Marie Brenner, “The Man Who Knew Too Much”

…Jeffrey Wigand, who’s out on a limb, does he go on television and tell the truth? Yes. Is it newsworthy? Yes. Are we gonna air it? Of course not. Why? Because he’s not telling the truth? No. Because he is telling the truth. That’s why we’re not going to air it. And the more truth he tells, the worse it gets!
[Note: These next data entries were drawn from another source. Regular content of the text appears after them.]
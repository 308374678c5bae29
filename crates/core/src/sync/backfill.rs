//! Backfill of existing documents into the ledger.
//!
//! Each document goes through the regular create path, so running a backfill
//! twice creates nothing the second time. Paid rent invoices also get their
//! payment credit.

use chrono::NaiveDate;
use serde::{Deserialize, Serialize};
use tenantbook_shared::types::TenantId;
use tracing::{info, warn};

use crate::ledger::{LedgerError, LedgerStore};

use super::document::{BillingDocument, DocumentKind};
use super::synchronizer::{DocumentSynchronizer, SyncContext, SyncOutcome};

/// Settlement details of a paid invoice.
#[derive(Debug, Clone, PartialEq, Eq, Serialize, Deserialize)]
pub struct PaymentRecord {
    /// Date the invoice was paid.
    pub paid_date: NaiveDate,
    /// Payment method.
    pub payment_method: Option<String>,
    /// Transfer reference.
    pub transfer_reference_no: Option<String>,
}

/// One document to backfill.
#[derive(Debug, Clone, PartialEq, Eq, Serialize, Deserialize)]
pub struct BackfillItem {
    /// Tenant the document bills.
    pub tenant_id: TenantId,
    /// The document.
    pub document: BillingDocument,
    /// Payment, for paid rent invoices.
    pub payment: Option<PaymentRecord>,
}

impl BackfillItem {
    /// An unpaid document.
    #[must_use]
    pub const fn new(tenant_id: TenantId, document: BillingDocument) -> Self {
        Self {
            tenant_id,
            document,
            payment: None,
        }
    }

    /// Marks the document as paid.
    #[must_use]
    pub fn paid(mut self, payment: PaymentRecord) -> Self {
        self.payment = Some(payment);
        self
    }

    fn payment_document(&self) -> Option<BillingDocument> {
        let payment = self.payment.as_ref()?;
        if self.document.kind != DocumentKind::RentInvoice {
            return None;
        }
        Some(
            BillingDocument::rent_payment(
                &self.document.reference_no,
                self.document.total_amount,
                payment.paid_date,
            )
            .with_unit(self.document.description_parts.unit_label.clone())
            .with_payment(
                payment.payment_method.clone(),
                payment.transfer_reference_no.clone(),
            ),
        )
    }
}

/// Counters for a backfill run.
#[derive(Debug, Clone, Default, PartialEq, Eq, Serialize, Deserialize)]
pub struct BackfillReport {
    /// Documents that got (or would get) an entry.
    pub processed: usize,
    /// Documents that already had an entry.
    pub skipped: usize,
    /// Documents whose sync failed.
    pub failed: usize,
    /// Payment credits created (or that would be created).
    pub payments_recorded: usize,
    /// True if nothing was written.
    pub dry_run: bool,
}

impl<S: LedgerStore> DocumentSynchronizer<S> {
    /// Syncs existing documents that have no ledger entry yet.
    ///
    /// With `dry_run` only the counts are produced.
    pub async fn backfill<I>(
        &self,
        items: I,
        ctx: &SyncContext,
        dry_run: bool,
    ) -> Result<BackfillReport, LedgerError>
    where
        I: IntoIterator<Item = BackfillItem>,
    {
        let mut report = BackfillReport {
            dry_run,
            ..BackfillReport::default()
        };

        for item in items {
            let tenant_id = item.tenant_id;
            let payment = item.payment_document();

            if dry_run {
                if self.linked_entry(tenant_id, &item.document.reference_no).await?.is_some() {
                    report.skipped += 1;
                } else {
                    report.processed += 1;
                }
                if let Some(payment) = &payment
                    && self.linked_entry(tenant_id, &payment.reference_no).await?.is_none()
                {
                    report.payments_recorded += 1;
                }
                continue;
            }

            match self.on_document_created(tenant_id, &item.document, ctx).await? {
                SyncOutcome::Created(_) => report.processed += 1,
                SyncOutcome::AlreadySynced | SyncOutcome::Skipped => report.skipped += 1,
                _ => {
                    warn!(
                        tenant_id = %tenant_id,
                        reference_no = %item.document.reference_no,
                        "Backfill could not sync document"
                    );
                    report.failed += 1;
                    continue;
                }
            }

            if let Some(payment) = payment
                && let SyncOutcome::Created(_) =
                    self.on_document_created(tenant_id, &payment, ctx).await?
            {
                report.payments_recorded += 1;
            }
        }

        info!(
            processed = report.processed,
            skipped = report.skipped,
            failed = report.failed,
            payments_recorded = report.payments_recorded,
            dry_run,
            "Ledger backfill finished"
        );
        Ok(report)
    }
}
Lowell Bergman (Al Pacino), The Insider

I’d officially been a Smoker for quite a while by the time The Insider was released.  So I not only knew the health hazards of tobacco, but, thanks largely to Jeffrey Wigand, I was also fully aware that Big Tobacco knew the hazards too, and had lied about knowing the hazards, and made their products more powerful and addictive anyway.  Knowing all this, I still chose to be a Smoker, and I’d never be able to blame Big Tobacco, and I was fine with that, because Teenage Rebellion and Freedom USA and all that.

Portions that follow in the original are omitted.